Marijuana is the most commonly used illegal drug in the United States. It is made from the dried leaves and flowering tops of the Indian hemp plant Cannabis Sativa. People smoke, chew, or eat marijuana for its hallucinogenic and intoxicating effects. The flowering tops of the Cannabis plant secrete a sticky resin that contains the active ingredient of marijuana, known as Delta-9-Tetrahydrocannabinol (THC). The plant has both male and female forms. The sticky flowers of the female plant are the most potent. Hashish is a similar drug prepared from the same plant. It differs from marijuana in that it is made of only the resin from the plant, but where marijuana is made up of flowering tops and leaves.

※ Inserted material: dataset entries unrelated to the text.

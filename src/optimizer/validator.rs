//! Lineup validator.
//!
//! Re-checks every hard roster rule on a finished lineup, independent of how
//! the builder got there. The builder should never produce a violating
//! lineup; anything that does is discarded by the optimizer.

use std::collections::HashSet;
use std::fmt;

use serde::{Deserialize, Serialize};

use crate::config::RosterRules;
use crate::types::{Lineup, Position, Slot};

/// A single broken rule.
#[derive(Debug, Clone, PartialEq, Serialize, Deserialize)]
pub enum Violation {
    SlotMismatch { slot: Slot, position: Position },
    DuplicatePlayer(String),
    OverCap { total: u32, cap: u32 },
    UnderUtilized { total: u32, floor: u32 },
    NoCheapPlayer { floor: u32 },
    TeamOverLimit { team: String, count: usize, limit: usize },
    TooFewTeams { teams: usize, minimum: usize },
}

impl fmt::Display for Violation {
    fn fmt(&self, f: &mut fmt::Formatter<'_>) -> fmt::Result {
        match self {
            Violation::SlotMismatch { slot, position } => {
                write!(f, "{position} cannot fill the {slot} slot")
            }
            Violation::DuplicatePlayer(id) => write!(f, "{id} appears more than once"),
            Violation::OverCap { total, cap } => {
                write!(f, "salary ${total} exceeds the ${cap} cap")
            }
            Violation::UnderUtilized { total, floor } => {
                write!(f, "salary ${total} is below the ${floor} floor")
            }
            Violation::NoCheapPlayer { floor } => {
                write!(f, "no non-DST player priced at or below ${floor}")
            }
            Violation::TeamOverLimit { team, count, limit } => {
                write!(f, "{count} players from {team} (limit {limit})")
            }
            Violation::TooFewTeams { teams, minimum } => {
                write!(f, "{teams} distinct teams (minimum {minimum})")
            }
        }
    }
}

/// All rules the lineup breaks. Empty means valid.
pub fn validate(lineup: &Lineup, rules: &RosterRules) -> Vec<Violation> {
    let mut violations = Vec::new();

    for (slot, player) in lineup.assignments() {
        if !slot.accepts(player.position) {
            violations.push(Violation::SlotMismatch {
                slot,
                position: player.position,
            });
        }
    }

    let mut seen = HashSet::new();
    for player in lineup.players() {
        if !seen.insert(player.id()) {
            violations.push(Violation::DuplicatePlayer(player.id().to_string()));
        }
    }

    let total = lineup.total_salary;
    if total > rules.salary_cap {
        violations.push(Violation::OverCap {
            total,
            cap: rules.salary_cap,
        });
    }
    let floor = rules.utilization_floor();
    if total < floor {
        violations.push(Violation::UnderUtilized { total, floor });
    }

    if !lineup
        .players()
        .any(|p| p.is_cheap(rules.cheap_player_salary))
    {
        violations.push(Violation::NoCheapPlayer {
            floor: rules.cheap_player_salary,
        });
    }

    let counts = lineup.team_counts();
    for (team, count) in &counts {
        if *count > rules.max_players_per_team {
            violations.push(Violation::TeamOverLimit {
                team: team.to_string(),
                count: *count,
                limit: rules.max_players_per_team,
            });
        }
    }
    if counts.len() < rules.min_distinct_teams {
        violations.push(Violation::TooFewTeams {
            teams: counts.len(),
            minimum: rules.min_distinct_teams,
        });
    }

    violations
}
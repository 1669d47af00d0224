//! Lineup quality score.
//!
//! A weighted sum of six components:
//!
//! | Component          | Raw value                                      |
//! |--------------------|------------------------------------------------|
//! | primary            | lineup total under the effective metric        |
//! | salary utilization | `min(1, salary / cap)`                         |
//! | salary efficiency  | primary per $10,000 of salary                  |
//! | team diversity     | 1 inside the team band, linear falloff outside |
//! | flex quality       | FLEX position preference (WR > RB > TE)        |
//! | upside             | average upside per player over `upside_scale`  |
//!
//! Weights come from [`QualityWeights`](crate::config::QualityWeights) and
//! are validated to sum to one before any lineup is scored.

use serde::{Deserialize, Serialize};

use crate::config::{DiversityBand, OptimizerConfig};
use crate::types::{Lineup, OptimizationMetric, Slot};

/// Unweighted component values for one lineup.
#[derive(Debug, Clone, Copy, PartialEq, Serialize, Deserialize)]
pub struct QualityBreakdown {
    pub primary: f64,
    pub salary_utilization: f64,
    pub salary_efficiency: f64,
    pub team_diversity: f64,
    pub flex_quality: f64,
    pub upside: f64,
}

/// A validated lineup with its quality score.
#[derive(Debug, Clone, Serialize, Deserialize)]
pub struct ScoredLineup {
    pub lineup: Lineup,
    pub quality_score: f64,
    pub breakdown: QualityBreakdown,
}

pub struct QualityScorer {
    config: OptimizerConfig,
    metric: OptimizationMetric,
}

impl QualityScorer {
    pub fn new(config: OptimizerConfig, metric: OptimizationMetric) -> Self {
        Self { config, metric }
    }

    pub fn breakdown(&self, lineup: &Lineup) -> QualityBreakdown {
        let primary = lineup.metric_total(self.metric);
        let salary = lineup.total_salary as f64;
        let cap = self.config.roster.salary_cap as f64;

        let salary_utilization = (salary / cap).min(1.0);
        let salary_efficiency = if salary > 0.0 {
            primary / (salary / 10_000.0)
        } else {
            0.0
        };
        let team_diversity = diversity_credit(lineup.team_count, &self.config.diversity);
        let flex_quality = self
            .config
            .quality
            .flex_preference(lineup.player(Slot::Flex).position);
        let avg_upside = lineup.upside_potential / Slot::COUNT as f64;
        let upside = (avg_upside / self.config.quality.upside_scale).clamp(0.0, 1.0);

        QualityBreakdown {
            primary,
            salary_utilization,
            salary_efficiency,
            team_diversity,
            flex_quality,
            upside,
        }
    }

    pub fn quality(&self, breakdown: &QualityBreakdown) -> f64 {
        let w = &self.config.weights;
        breakdown.primary * w.primary
            + breakdown.salary_utilization * w.salary_utilization
            + breakdown.salary_efficiency * w.salary_efficiency
            + breakdown.team_diversity * w.team_diversity
            + breakdown.flex_quality * w.flex_quality
            + breakdown.upside * w.upside
    }

    pub fn score(&self, lineup: Lineup) -> ScoredLineup {
        let breakdown = self.breakdown(&lineup);
        ScoredLineup {
            quality_score: self.quality(&breakdown),
            breakdown,
            lineup,
        }
    }
}

/// Full credit inside `[min_teams, max_teams]`, minus `falloff_per_team` for
/// each team of distance outside it, floored at zero.
pub fn diversity_credit(teams: usize, band: &DiversityBand) -> f64 {
    let distance = if teams < band.min_teams {
        band.min_teams - teams
    } else if teams > band.max_teams {
        teams - band.max_teams
    } else {
        0
    };
    (1.0 - distance as f64 * band.falloff_per_team).max(0.0)
}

The main active chemical in marijuana is THC (delta-9-tetrahydrocannabinol). The membranes of certain nerve cells in the brain contain protein receptors that bind to THC. Once securely in place, THC initiates a series of cellular reactions that lead to the high that users experience when they smoke marijuana. There are usually phases in marijuana use there are: intoxication, initial stimulation, which includes giddiness and euphoria, followed by sedation and pleasant tranquility. Mood changes are often accompanied by altered perceptions of time and space. Thinking processes become disrupted by fragmentary ideas and memories. Other feelings include increased appetite, heightened sensory awareness, and general feelings of pleasure.

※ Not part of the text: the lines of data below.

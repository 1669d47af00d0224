//! Lineup builder.
//!
//! Fills the open roster slots around a seed stack with a bounded
//! greedy-with-backtrack search. Slots are filled most-constrained-first
//! (DST, TE, then RB, WR, FLEX). For each slot the eligible players are
//! ranked by metric per salary dollar and the first few that keep the
//! remaining budget feasible are tried in order; a dead end backtracks one
//! slot. The search is a heuristic: it returns the first feasible roster it
//! reaches, not the global optimum, and gives up after a node budget.
//!
//! A feasible roster then goes through a salary-upgrade pass that spends
//! leftover cap on higher-metric players while every hard rule still holds.

use std::cmp::Ordering;
use std::collections::{HashMap, HashSet};
use std::fmt;
use std::sync::Arc;
use std::time::Instant;

use serde::{Deserialize, Serialize};
use tracing::debug;

use crate::config::{OptimizerConfig, RosterRules};
use crate::types::{Lineup, OptimizationMetric, PlayerRef, Position, Slot, Stack};

/// Open-slot fill order: most constrained first.
const FILL_ORDER: [Slot; 8] = [
    Slot::Dst,
    Slot::Te,
    Slot::Rb1,
    Slot::Rb2,
    Slot::Wr1,
    Slot::Wr2,
    Slot::Wr3,
    Slot::Flex,
];

/// How often the deadline is polled, in search nodes.
const DEADLINE_POLL: usize = 64;

/// Minimum metric gain for an upgrade swap.
const UPGRADE_EPSILON: f64 = 1e-9;

// ---------------------------------------------------------------------------
// Search profile and outcomes
// ---------------------------------------------------------------------------

/// Settings that change between build attempts for the same request.
#[derive(Debug, Clone, Copy, PartialEq)]
pub struct SearchProfile {
    pub attempt: u32,
    pub candidate_width: usize,
    pub avoid_opposing_dst: bool,
}

impl SearchProfile {
    /// Attempt 0 uses the configured width and soft rules; each retry widens
    /// the candidate list and drops the opposing-DST preference.
    pub fn for_attempt(config: &OptimizerConfig, attempt: u32) -> Self {
        Self {
            attempt,
            candidate_width: config
                .search
                .candidate_width
                .saturating_mul(attempt as usize + 1),
            avoid_opposing_dst: config.stacks.avoid_opposing_dst && attempt == 0,
        }
    }
}

/// Why a build produced no lineup.
#[derive(Debug, Clone, PartialEq, Serialize, Deserialize)]
pub enum BuildFailure {
    /// The seed itself cannot start a legal lineup.
    InvalidSeed(String),
    /// No eligible player exists for a slot.
    NoCandidates { slot: Slot },
    /// Every ranked branch was tried without reaching a feasible roster.
    Exhausted { nodes: usize },
    /// The per-build node budget ran out.
    NodeLimit { nodes: usize },
    /// The run's wall-clock bound passed mid-search.
    DeadlineReached { nodes: usize },
}

impl BuildFailure {
    pub fn nodes(&self) -> usize {
        match self {
            BuildFailure::Exhausted { nodes }
            | BuildFailure::NodeLimit { nodes }
            | BuildFailure::DeadlineReached { nodes } => *nodes,
            _ => 0,
        }
    }

    pub fn is_deadline(&self) -> bool {
        matches!(self, BuildFailure::DeadlineReached { .. })
    }
}

impl fmt::Display for BuildFailure {
    fn fmt(&self, f: &mut fmt::Formatter<'_>) -> fmt::Result {
        match self {
            BuildFailure::InvalidSeed(why) => write!(f, "invalid seed stack: {why}"),
            BuildFailure::NoCandidates { slot } => write!(f, "no eligible players for {slot}"),
            BuildFailure::Exhausted { nodes } => {
                write!(f, "search exhausted after {nodes} nodes without a feasible roster")
            }
            BuildFailure::NodeLimit { nodes } => write!(f, "node budget of {nodes} exhausted"),
            BuildFailure::DeadlineReached { nodes } => {
                write!(f, "time limit reached after {nodes} nodes")
            }
        }
    }
}

/// A built (not yet validated) lineup.
#[derive(Debug, Clone)]
pub struct BuildOutcome {
    pub lineup: Lineup,
    pub nodes: usize,
    pub upgrades: usize,
}

// ---------------------------------------------------------------------------
// Working roster
// ---------------------------------------------------------------------------

/// Private mutable state of one build.
struct Roster<'a> {
    slots: [Option<&'a PlayerRef>; Slot::COUNT],
    used: HashSet<&'a str>,
    team_counts: HashMap<&'a str, usize>,
    salary: u32,
    cheap_count: usize,
    cheap_floor: u32,
}

impl<'a> Roster<'a> {
    fn new(cheap_floor: u32) -> Self {
        Self {
            slots: [None; Slot::COUNT],
            used: HashSet::new(),
            team_counts: HashMap::new(),
            salary: 0,
            cheap_count: 0,
            cheap_floor,
        }
    }

    fn place(&mut self, slot: Slot, player: &'a PlayerRef) {
        self.slots[slot.index()] = Some(player);
        self.used.insert(player.id());
        *self.team_counts.entry(player.team.as_str()).or_insert(0) += 1;
        self.salary += player.salary;
        if player.is_cheap(self.cheap_floor) {
            self.cheap_count += 1;
        }
    }

    fn remove(&mut self, slot: Slot) {
        let Some(player) = self.slots[slot.index()].take() else {
            return;
        };
        self.used.remove(player.id());
        if let Some(count) = self.team_counts.get_mut(player.team.as_str()) {
            *count -= 1;
            if *count == 0 {
                self.team_counts.remove(player.team.as_str());
            }
        }
        self.salary -= player.salary;
        if player.is_cheap(self.cheap_floor) {
            self.cheap_count -= 1;
        }
    }

    fn team_count(&self, team: &str) -> usize {
        self.team_counts.get(team).copied().unwrap_or(0)
    }

    fn distinct_teams(&self) -> usize {
        self.team_counts.len()
    }
}

// ---------------------------------------------------------------------------
// Search
// ---------------------------------------------------------------------------

struct Search<'a> {
    rules: &'a RosterRules,
    metric: OptimizationMetric,
    profile: SearchProfile,
    floor: u32,
    open: Vec<Slot>,
    /// Ranked eligible players per open slot.
    candidates: Vec<Vec<&'a PlayerRef>>,
    /// `min_rest[k]`: cheapest possible spend on open slots `k..`.
    min_rest: Vec<u32>,
    /// `max_rest[k]`: most expensive possible spend on open slots `k..`.
    max_rest: Vec<u32>,
    /// `cheap_loss[k]`: smallest reduction of `max_rest[k]` when one of the
    /// slots `k..` must hold a cheap player; `None` if none can.
    cheap_loss: Vec<Option<u32>>,
    nodes: usize,
    max_nodes: usize,
    deadline: Option<Instant>,
}

impl<'a> Search<'a> {
    fn tick(&mut self) -> Result<(), BuildFailure> {
        self.nodes += 1;
        if self.nodes > self.max_nodes {
            return Err(BuildFailure::NodeLimit { nodes: self.nodes });
        }
        if self.nodes % DEADLINE_POLL == 0 {
            if let Some(deadline) = self.deadline {
                if Instant::now() >= deadline {
                    return Err(BuildFailure::DeadlineReached { nodes: self.nodes });
                }
            }
        }
        Ok(())
    }

    fn descend(&mut self, depth: usize, roster: &mut Roster<'a>) -> Result<bool, BuildFailure> {
        if depth == self.open.len() {
            return Ok(roster.cheap_count > 0
                && roster.distinct_teams() >= self.rules.min_distinct_teams
                && roster.salary >= self.floor
                && roster.salary <= self.rules.salary_cap);
        }

        let remaining = self.open.len() - depth;
        if roster.distinct_teams() + remaining < self.rules.min_distinct_teams {
            return Ok(false);
        }

        let slot = self.open[depth];
        let spent = roster.salary as i64;
        let upper = self.rules.salary_cap as i64 - spent - self.min_rest[depth + 1] as i64;
        let lower_open = self.floor as i64 - spent - self.max_rest[depth + 1] as i64;
        // When no cheap player is placed yet and this pick is not cheap, one
        // later slot must take a cheap player, which caps what is left to spend.
        let lower_reserved = if roster.cheap_count == 0 {
            self.cheap_loss[depth + 1].map(|loss| lower_open + loss as i64)
        } else {
            Some(lower_open)
        };

        let mut tried = 0usize;
        for idx in 0..self.candidates[depth].len() {
            if tried >= self.profile.candidate_width {
                break;
            }
            let player = self.candidates[depth][idx];
            if roster.used.contains(player.id()) {
                continue;
            }
            if roster.team_count(&player.team) >= self.rules.max_players_per_team {
                continue;
            }
            let salary = player.salary as i64;
            let lower = if player.is_cheap(self.rules.cheap_player_salary) {
                lower_open
            } else {
                match lower_reserved {
                    Some(lower) => lower,
                    None => continue,
                }
            };
            if salary > upper || salary < lower {
                continue;
            }

            tried += 1;
            self.tick()?;
            roster.place(slot, player);
            if self.descend(depth + 1, roster)? {
                return Ok(true);
            }
            roster.remove(slot);
        }

        Ok(false)
    }

    /// Would replacing `current` with `candidate` keep every hard rule?
    fn swap_is_legal(&self, roster: &Roster<'a>, current: &PlayerRef, candidate: &PlayerRef) -> bool {
        let salary = roster.salary - current.salary + candidate.salary;
        if salary > self.rules.salary_cap || salary < self.floor {
            return false;
        }

        let floor = self.rules.cheap_player_salary;
        let cheap = roster.cheap_count - usize::from(current.is_cheap(floor))
            + usize::from(candidate.is_cheap(floor));
        if cheap == 0 {
            return false;
        }

        if candidate.team != current.team {
            if roster.team_count(&candidate.team) >= self.rules.max_players_per_team {
                return false;
            }
            let mut teams = roster.distinct_teams();
            if roster.team_count(&current.team) == 1 {
                teams -= 1;
            }
            if roster.team_count(&candidate.team) == 0 {
                teams += 1;
            }
            if teams < self.rules.min_distinct_teams {
                return false;
            }
        }

        true
    }

    /// Spend leftover cap: each pass applies the single best metric-raising swap.
    fn upgrade(&self, roster: &mut Roster<'a>, passes: usize) -> usize {
        let mut applied = 0usize;
        for _ in 0..passes {
            let mut best: Option<(Slot, &'a PlayerRef, f64)> = None;
            for (k, &slot) in self.open.iter().enumerate() {
                let Some(current) = roster.slots[slot.index()] else {
                    continue;
                };
                for &candidate in &self.candidates[k] {
                    if roster.used.contains(candidate.id()) {
                        continue;
                    }
                    let gain = candidate.metric(self.metric) - current.metric(self.metric);
                    if gain <= UPGRADE_EPSILON {
                        continue;
                    }
                    if best.map_or(false, |(_, _, g)| gain <= g) {
                        continue;
                    }
                    if self.swap_is_legal(roster, current, candidate) {
                        best = Some((slot, candidate, gain));
                    }
                }
            }

            match best {
                Some((slot, candidate, gain)) => {
                    debug!(slot = %slot, player = %candidate.name, gain, "Salary upgrade");
                    roster.remove(slot);
                    roster.place(slot, candidate);
                    applied += 1;
                }
                None => break,
            }
        }
        applied
    }
}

Negative effects of marijuana use can include confusion, acute panic reactions, anxiety attacks, fear, a sense of helplessness, and loss of self-control. Like alcohol intoxication, marijuana intoxication impairs judgment, comprehension, memory, speech, problem-solving ability, reaction time, and driving skills. Although marijuana is not physically addicting and no physical withdrawal symptoms occur when use is discontinued, psychological dependence develops in some 10 to 20 percent of long-term regular users. Smoking marijuana can damage the lungs, and long-term use may increase the risk of lung cancer . Even infrequent use of marijuana can cause burning and stinging of the mouth and throat, often accompanied by a heavy cough. Someone who smokes marijuana regularly may have many of the same respiratory problems that tobacco smokers do, such as daily cough and
frequent chest illness, a heightened risk of lung infections, and a greater tendency to obstructed airways. Cancer of the respiratory tract and lungs may also be promoted by marijuana smoke.

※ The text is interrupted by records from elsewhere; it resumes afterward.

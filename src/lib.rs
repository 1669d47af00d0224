//! STACKER — stack-seeded NFL DFS lineup optimizer
//!
//! Library crate exposing all modules for use by integration tests
//! and the binary entry point.

pub mod config;
pub mod types;
pub mod data;
pub mod optimizer;
pub mod storage;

Marijuana use has the potential to promote cancer of the lungs and other parts of the respiratory tract because it contains irritants and carcinogens. Marijuana smoke contains 50 to 70 percent more carcinogenic hydrocarbons than does tobacco smoke. It also produces high levels of an enzyme that converts certain hydrocarbons into their carcinogenic form, levels that may accelerate the changes that produce malignant cells. Marijuana users usually inhale more deeply and hold their breath longer than tobacco smokers do, which increases the lungs exposure to carcinogenic smoke.Some other effects of marijuana may occur because THC impairs the immune system’s ability to fight off infectious diseases and cancer. In laboratory experiments that exposed animal and human cells to THC or other marijuana ingredients, the normal disease-preventing reactions of many of the key types of immune cells were inhibited. In other studies, mice exposed to THC or related substances were more likely than unexposed mice to develop bacterial infections and tumors
Depression, anxiety, and personality disturbances are all associated with marijuana use. Because marijuana compromises the ability to learn and remember information, the more a person uses marijuana the more he or she is likely to fall behind in accumulating intellectual, job, or social skills. Students who smoke marijuana get lower grades and are less likely to graduate from high school, compared to their non-smoking peers. Workers who smoke marijuana are more likely than their coworkers to have problems on the job. Several studies associate workers’ marijuana smoking with increased absences, tardiness, accidents, workers’ compensation claims, and job turnover. A study of municipal workers found that those who used marijuana on or off the job reported more “withdrawal behaviors” such as leaving work without permission, daydreaming, and spending work time on personal matters.
Although no medications are currently available for treating marijuana abuse, recent discoveries about the workings of the THC receptors have raised the possibility of eventually developing a medication that will block the intoxicating effects of THC. Such a medication might be used to prevent relapse to marijuana abuse by lessening or eliminating its appeal.